I recognise that this is a radical suggestion. However, the State is receiving extra money from young people who should be given tax relief in return. At present, a self-employed person earning £30,000 to £40,000 can given a contribution of 15 per cent extra in one year and give a further 15 per cent the following year. They can then obtain 48 per cent tax relief on the entire amount. An ordinary PAYE sector worker cannot do this. I may be finding it hard to sell my point, but people must be given tax benefits if they are to pay extra contributions on their pensions. Under the new Finance Act, such benefits are given to people over 55 years of age. However, this again applies to the self-employed sector.

The Minister of State and the Minister for Social Welfare are responsible for ensuring that the Pensions Board promotes this idea. I am not stating that the board is doing its job incorrectly. However, it should allow people in the PAYE sector to pay extra contributions and obtain tax relief. It has not yet done so.

Senator Cregan made a very important point. The Pensions Board should be in a position to broaden its scope to sell more favourable pension schemes to PAYE employees. Senator Cregan also stated that PAYE workers are not entitled to the same benefits as self-employed people in relation to pensions. He made an excellent point about PAYE employees not being entitled to pay an extra 15 per cent of contributions which can be rolled over from year to year. The Minister of State should consider this avenue closely. PAYE sector employees should be entitled to the same benefits as self-employed people. In many Irish families, husbands and wives are obliged to work to make ends meet. These people pay a similar rate of tax as the self-employed who can avail of the opportunity to invest further money in other pension schemes. PAYE sector employees cannot do so.
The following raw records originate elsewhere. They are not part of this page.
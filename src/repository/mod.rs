//! Data access seams.
//!
//! Backend-owned data is reached through the async reader/writer traits
//! below, implemented by [`backend::BackendRepository`]. The only local state,
//! operator drafts, goes through the sync [`DraftReader`]/[`DraftWriter`]
//! pair implemented by [`DieselRepository`].

#![allow(async_fn_in_trait)]

use crate::db::{DbConnection, DbPool, get_connection};
use crate::domain::auth::LoginResponse;
use crate::domain::company::{Company, CompanyRequest};
use crate::domain::dashboard::DashboardData;
use crate::domain::draft::{NewQcDraft, QcDraft};
use crate::domain::location::{Location, LocationRequest};
use crate::domain::machine::{Machine, MachineRequest};
use crate::domain::product::{Product, ProductRequest};
use crate::domain::qc_record::{ManualResult, QcFormRecord, QcFormRecordRequest, RecordStatus};
use crate::domain::qc_template::{QcFormTemplate, QcFormTemplateRequest};
use crate::domain::system_log::SystemErrorLog;
use crate::domain::task::TaskAssignment;
use crate::domain::types::{
    CompanyId, LocationId, MachineId, ProductId, RecordId, RejectionReason, TemplateId, UserId,
};
use crate::domain::user::{User, UserRequest};
use crate::repository::errors::RepositoryResult;

#[cfg(feature = "server")]
pub mod backend;
pub mod draft;
#[cfg(feature = "server")]
pub mod machine;
#[cfg(feature = "server")]
pub mod master_data;
pub mod errors;
#[cfg(feature = "test-mocks")]
pub mod mock;
#[cfg(feature = "server")]
pub mod qc_record;
#[cfg(feature = "server")]
pub mod qc_template;
#[cfg(feature = "server")]
pub mod reports;
#[cfg(feature = "server")]
pub mod user;

#[cfg(feature = "server")]
pub use backend::BackendRepository;

/// Diesel-backed store for local operator drafts.
#[derive(Clone)]
pub struct DieselRepository {
    pool: DbPool,
}

impl DieselRepository {
    pub fn new(pool: DbPool) -> Self {
        Self { pool }
    }

    fn conn(&self) -> RepositoryResult<DbConnection> {
        Ok(get_connection(&self.pool)?)
    }
}

/// Filters for `GET /qc-templates`.
#[derive(Debug, Clone, Default, PartialEq)]
pub struct TemplateListQuery {
    pub search: Option<String>,
    pub machine_id: Option<MachineId>,
}

impl TemplateListQuery {
    pub fn new() -> Self {
        Self::default()
    }

    pub fn search(mut self, term: impl Into<String>) -> Self {
        self.search = Some(term.into());
        self
    }

    /// Templates attached to a machine (`/qc-templates/machine/{id}`).
    pub fn machine(mut self, machine_id: MachineId) -> Self {
        self.machine_id = Some(machine_id);
        self
    }
}

/// Which record collection to read.
#[derive(Debug, Clone, Default, PartialEq)]
pub struct RecordListQuery {
    pub status: Option<RecordStatus>,
    pub mine: bool,
}

impl RecordListQuery {
    pub fn new() -> Self {
        Self::default()
    }

    /// Records in a given status (`/qc-records/status/{status}`).
    pub fn status(mut self, status: RecordStatus) -> Self {
        self.status = Some(status);
        self
    }

    /// Records filled by the caller (`/qc-records/my`).
    pub fn mine(mut self) -> Self {
        self.mine = true;
        self
    }
}

pub trait AuthGateway {
    async fn login(&self, username: &str, password: &str) -> RepositoryResult<LoginResponse>;
    async fn current_user(&self) -> RepositoryResult<User>;
}

pub trait CompanyReader {
    async fn list_companies(&self) -> RepositoryResult<Vec<Company>>;
    async fn get_company_by_id(&self, id: CompanyId) -> RepositoryResult<Option<Company>>;
}

pub trait CompanyWriter {
    async fn create_company(&self, request: &CompanyRequest) -> RepositoryResult<Company>;
    async fn update_company(
        &self,
        id: CompanyId,
        request: &CompanyRequest,
    ) -> RepositoryResult<Company>;
    async fn delete_company(&self, id: CompanyId) -> RepositoryResult<()>;
}

pub trait LocationReader {
    async fn list_locations(&self) -> RepositoryResult<Vec<Location>>;
    async fn get_location_by_id(&self, id: LocationId) -> RepositoryResult<Option<Location>>;
}

pub trait LocationWriter {
    async fn create_location(&self, request: &LocationRequest) -> RepositoryResult<Location>;
    async fn update_location(
        &self,
        id: LocationId,
        request: &LocationRequest,
    ) -> RepositoryResult<Location>;
    async fn delete_location(&self, id: LocationId) -> RepositoryResult<()>;
}

pub trait MachineReader {
    async fn list_machines(&self) -> RepositoryResult<Vec<Machine>>;
    async fn get_machine_by_id(&self, id: MachineId) -> RepositoryResult<Option<Machine>>;
}

pub trait MachineWriter {
    async fn create_machine(&self, request: &MachineRequest) -> RepositoryResult<Machine>;
    async fn update_machine(
        &self,
        id: MachineId,
        request: &MachineRequest,
    ) -> RepositoryResult<Machine>;
    async fn set_maintenance_mode(&self, id: MachineId, enabled: bool)
    -> RepositoryResult<Machine>;
    async fn delete_machine(&self, id: MachineId) -> RepositoryResult<()>;
}

pub trait ProductReader {
    async fn list_products(&self) -> RepositoryResult<Vec<Product>>;
    async fn get_product_by_id(&self, id: ProductId) -> RepositoryResult<Option<Product>>;
}

pub trait ProductWriter {
    async fn create_product(&self, request: &ProductRequest) -> RepositoryResult<Product>;
    async fn update_product(
        &self,
        id: ProductId,
        request: &ProductRequest,
    ) -> RepositoryResult<Product>;
    async fn delete_product(&self, id: ProductId) -> RepositoryResult<()>;
}

pub trait UserReader {
    async fn list_users(&self) -> RepositoryResult<Vec<User>>;
    async fn get_user_by_id(&self, id: UserId) -> RepositoryResult<Option<User>>;
}

pub trait UserWriter {
    async fn create_user(&self, request: &UserRequest) -> RepositoryResult<User>;
    async fn update_user(&self, id: UserId, request: &UserRequest) -> RepositoryResult<User>;
    async fn delete_user(&self, id: UserId) -> RepositoryResult<()>;
}

pub trait QcTemplateReader {
    async fn list_templates(&self, query: TemplateListQuery) -> RepositoryResult<Vec<QcFormTemplate>>;
    async fn get_template_by_id(&self, id: TemplateId) -> RepositoryResult<Option<QcFormTemplate>>;
}

pub trait QcTemplateWriter {
    async fn create_template(
        &self,
        request: &QcFormTemplateRequest,
    ) -> RepositoryResult<QcFormTemplate>;
    async fn update_template(
        &self,
        id: TemplateId,
        request: &QcFormTemplateRequest,
    ) -> RepositoryResult<QcFormTemplate>;
    async fn delete_template(&self, id: TemplateId) -> RepositoryResult<()>;
}

pub trait QcRecordReader {
    async fn list_records(&self, query: RecordListQuery) -> RepositoryResult<Vec<QcFormRecord>>;
    async fn get_record_by_id(&self, id: RecordId) -> RepositoryResult<Option<QcFormRecord>>;
}

pub trait QcRecordWriter {
    async fn create_record(&self, request: &QcFormRecordRequest) -> RepositoryResult<QcFormRecord>;
    async fn submit_record(&self, id: RecordId) -> RepositoryResult<QcFormRecord>;
    async fn approve_record(
        &self,
        id: RecordId,
        result: ManualResult,
    ) -> RepositoryResult<QcFormRecord>;
    async fn reject_record(
        &self,
        id: RecordId,
        reason: &RejectionReason,
        result: ManualResult,
    ) -> RepositoryResult<QcFormRecord>;
    async fn update_record_notes(&self, id: RecordId, notes: &str)
    -> RepositoryResult<QcFormRecord>;
    async fn delete_record(&self, id: RecordId) -> RepositoryResult<()>;
}

pub trait TaskReader {
    async fn list_active_tasks(&self, user_id: UserId) -> RepositoryResult<Vec<TaskAssignment>>;
}

pub trait DashboardReader {
    async fn dashboard_data(&self) -> RepositoryResult<DashboardData>;
}

pub trait SystemLogReader {
    async fn list_system_logs(&self) -> RepositoryResult<Vec<SystemErrorLog>>;
}

pub trait DraftReader {
    fn get_draft(&self, user_id: UserId, draft_key: &str) -> RepositoryResult<Option<QcDraft>>;
    fn list_drafts(&self, user_id: UserId) -> RepositoryResult<Vec<QcDraft>>;
}

pub trait DraftWriter {
    /// Inserts or replaces the draft stored under the same key.
    fn save_draft(&self, draft: &NewQcDraft) -> RepositoryResult<QcDraft>;
    fn delete_draft(&self, user_id: UserId, draft_key: &str) -> RepositoryResult<()>;
}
The Senators' points will be covered by the survey being conducted by the board in respect of pensions. There are also ongoing discussions between the Minister for Finance and the pensions industry at present which will deal with issues of that nature that have arisen.

Members will have experience of situations where inadequacies emerged in the pension system. When a person approaches me with a query in respect of a particular pension fund, I consider the matter myself and refer them to a specialist in life and pension schemes. In those circumstances the person best placed to give advice is someone who takes full account of investment potential for the future. They give advice based on a series of possibilities rather than simply giving it on the basis that it may be beneficial at a particular time.

Senator Cregan's statement about employees is correct. It is obviously in the interest of employees to be able to avail of the best possible advice at a particular juncture. It was suggested that the Pensions Board should perhaps become involved in that area. That may transpire in the future, but at this stage the board has a presiding responsibility or role whereby it does not become involved in the daily operation of pension schemes. It has an overriding responsibility to ensure that schemes remain within certain general criteria. If it is seen as being necessary to improve, enhance or extend the board's role in the way that was suggested, I am sure this will be covered by the survey currently underway.

There will also be circumstances where disputes may arise between consultants who specialise in particular areas. In such cases an absolute decision cannot be arrived at——

I read about that in last Sunday's newspaper.

——because the best decision will be made with the benefit of hindsight. Anyone who studied markets during the past 15 years will be aware that there were times when it was beneficial to invest in endowment policies and at others it was not lucrative to do so. In those circumstances I believe the survey will meet the requirements set out by the Senators.

I welcome the Minister of State's comments, he is well informed with regard to events taking place. I appreciate that he answers questions without consulting prepared briefs. On Sunday last, The Sunday Tribune informed its readers with regard to a particular committee's actions from a social welfare point of view. During our deliberations on the Social Welfare Bill, I asked whether PAYE and PRSI systems should be amalgamated. The Department stated that this would never be considered under any circumstances because the pension schemes of the PAYE sector would not be protected. Yet, to my surprise, I read in the last issue of The Sunday Tribune that the committee set up by the Minister, Deputy De Rossa, is considering the issue and is split about whether PRSI is needed.

Civil servants and those in the State sector argue they would not have enough protection because their PRSI contributions are different from those made by private sector workers. The Minister of State said it was the board, but the Minister for Finance is now speaking to pension representatives about the best way to protect the State — it must give everyone a pension but there are now more older people so we need to diversify. I welcome that — what is wrong with diversifying? However, the Pensions Board, the Minister and the Department must also ensure that benefits are given to people who are prepared to contribute.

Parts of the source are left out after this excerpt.